▶ _DIRECTIONS_
Lines from the entries below that hold "ProviderId" form the answer; copy all of them.

▶ _RECORDED DATA_

//! API DTOs

use chrono::{DateTime, Utc};
use kernel::id::{CategoryId, ProviderId, ServiceAreaId};
use serde::{Deserialize, Serialize};
use validator::Validate;

use crate::domain::entity::appointment::Appointment;
use crate::domain::entity::catalog::{Category, ServiceArea};
use crate::domain::entity::provider::{Provider, ProviderProfile};
use crate::domain::value_object::{AppointmentStatus, ProviderStatus};

// ===== Requests =====

#[derive(Debug, Clone, Deserialize, Validate)]
#[serde(rename_all = "camelCase")]
pub struct CreateCategoryRequest {
    #[validate(length(min = 1, max = 80))]
    pub name: String,
    #[validate(length(max = 500))]
    pub description: Option<String>,
}

#[derive(Debug, Clone, Deserialize, Validate)]
#[serde(rename_all = "camelCase")]
pub struct CreateServiceAreaRequest {
    #[validate(length(min = 1, max = 80))]
    pub name: String,
    #[validate(length(max = 80))]
    pub municipality: Option<String>,
}

/// Body of both `POST /providers` and `PUT /providers/me`
#[derive(Debug, Clone, Deserialize, Validate)]
#[serde(rename_all = "camelCase")]
pub struct ProviderRequest {
    #[validate(length(min = 1, max = 120))]
    pub business_name: String,
    #[validate(length(max = 2000))]
    pub description: Option<String>,
    pub category_id: CategoryId,
    #[serde(default)]
    #[validate(length(max = 50, message = "at most 50 service areas"))]
    pub service_area_ids: Vec<ServiceAreaId>,
    #[validate(length(max = 30))]
    pub contact_phone: Option<String>,
}

impl From<ProviderRequest> for ProviderProfile {
    fn from(req: ProviderRequest) -> Self {
        Self {
            business_name: req.business_name,
            description: req.description,
            category_id: req.category_id,
            service_area_ids: req.service_area_ids,
            contact_phone: req.contact_phone,
        }
    }
}

#[derive(Debug, Clone, Deserialize, Validate)]
pub struct ProviderStatusRequest {
    pub status: ProviderStatus,
}

#[derive(Debug, Clone, Deserialize, Validate)]
#[serde(rename_all = "camelCase")]
pub struct ListProvidersQuery {
    pub category_id: Option<CategoryId>,
    pub area_id: Option<ServiceAreaId>,
    #[validate(range(min = 1, max = 200, message = "must be between 1 and 200"))]
    pub limit: Option<i64>,
}

#[derive(Debug, Clone, Deserialize, Validate)]
#[serde(rename_all = "camelCase")]
pub struct BookAppointmentRequest {
    pub provider_id: ProviderId,
    pub scheduled_at: DateTime<Utc>,
    pub duration_minutes: i32,
    #[validate(length(max = 1000))]
    pub notes: Option<String>,
}

#[derive(Debug, Clone, Deserialize, Validate)]
pub struct ListAppointmentsQuery {
    #[validate(range(min = 1, max = 200, message = "must be between 1 and 200"))]
    pub limit: Option<i64>,
}

// ===== Responses =====

#[derive(Debug, Clone, Serialize)]
#[serde(rename_all = "camelCase")]
pub struct CategoryResponse {
    pub id: CategoryId,
    pub name: String,
    pub description: Option<String>,
}

impl From<Category> for CategoryResponse {
    fn from(c: Category) -> Self {
        Self {
            id: c.id,
            name: c.name,
            description: c.description,
        }
    }
}

#[derive(Debug, Clone, Serialize)]
#[serde(rename_all = "camelCase")]
pub struct ServiceAreaResponse {
    pub id: ServiceAreaId,
    pub name: String,
    pub municipality: Option<String>,
}

impl From<ServiceArea> for ServiceAreaResponse {
    fn from(a: ServiceArea) -> Self {
        Self {
            id: a.id,
            name: a.name,
            municipality: a.municipality,
        }
    }
}

#[derive(Debug, Clone, Serialize)]
#[serde(rename_all = "camelCase")]
pub struct ProviderResponse {
    pub id: ProviderId,
    pub owner_id: String,
    pub business_name: String,
    pub description: Option<String>,
    pub category_id: CategoryId,
    pub service_area_ids: Vec<ServiceAreaId>,
    pub contact_phone: Option<String>,
    pub status: ProviderStatus,
    pub created_at: DateTime<Utc>,
    pub updated_at: DateTime<Utc>,
}

impl From<Provider> for ProviderResponse {
    fn from(p: Provider) -> Self {
        Self {
            id: p.id,
            owner_id: p.owner_id,
            business_name: p.profile.business_name,
            description: p.profile.description,
            category_id: p.profile.category_id,
            service_area_ids: p.profile.service_area_ids,
            contact_phone: p.profile.contact_phone,
            status: p.status,
            created_at: p.created_at,
            updated_at: p.updated_at,
        }
    }
}

#[derive(Debug, Clone, Serialize)]
#[serde(rename_all = "camelCase")]
pub struct AppointmentResponse {
    pub id: String,
    pub provider_id: ProviderId,
    pub customer_id: String,
    pub scheduled_at: DateTime<Utc>,
    pub ends_at: DateTime<Utc>,
    pub duration_minutes: i32,
    pub notes: Option<String>,
    pub status: AppointmentStatus,
    pub created_at: DateTime<Utc>,
}

impl From<Appointment> for AppointmentResponse {
    fn from(a: Appointment) -> Self {
        Self {
            id: a.id.to_string(),
            ends_at: a.ends_at(),
            provider_id: a.provider_id,
            customer_id: a.customer_id,
            scheduled_at: a.scheduled_at,
            duration_minutes: a.duration_minutes,
            notes: a.notes,
            status: a.status,
            created_at: a.created_at,
        }
    }
}

#[derive(Debug, Clone, Serialize)]
pub struct CategoriesResponse {
    pub categories: Vec<CategoryResponse>,
}

#[derive(Debug, Clone, Serialize)]
#[serde(rename_all = "camelCase")]
pub struct ServiceAreasResponse {
    pub service_areas: Vec<ServiceAreaResponse>,
}

#[derive(Debug, Clone, Serialize)]
pub struct ProvidersResponse {
    pub providers: Vec<ProviderResponse>,
}

#[derive(Debug, Clone, Serialize)]
pub struct AppointmentsResponse {
    pub appointments: Vec<AppointmentResponse>,
}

▶ _RESULT_
use kernel::id::{CategoryId, ProviderId, ServiceAreaId};
    pub provider_id: ProviderId,
    pub id: ProviderId,
    pub provider_id: ProviderId,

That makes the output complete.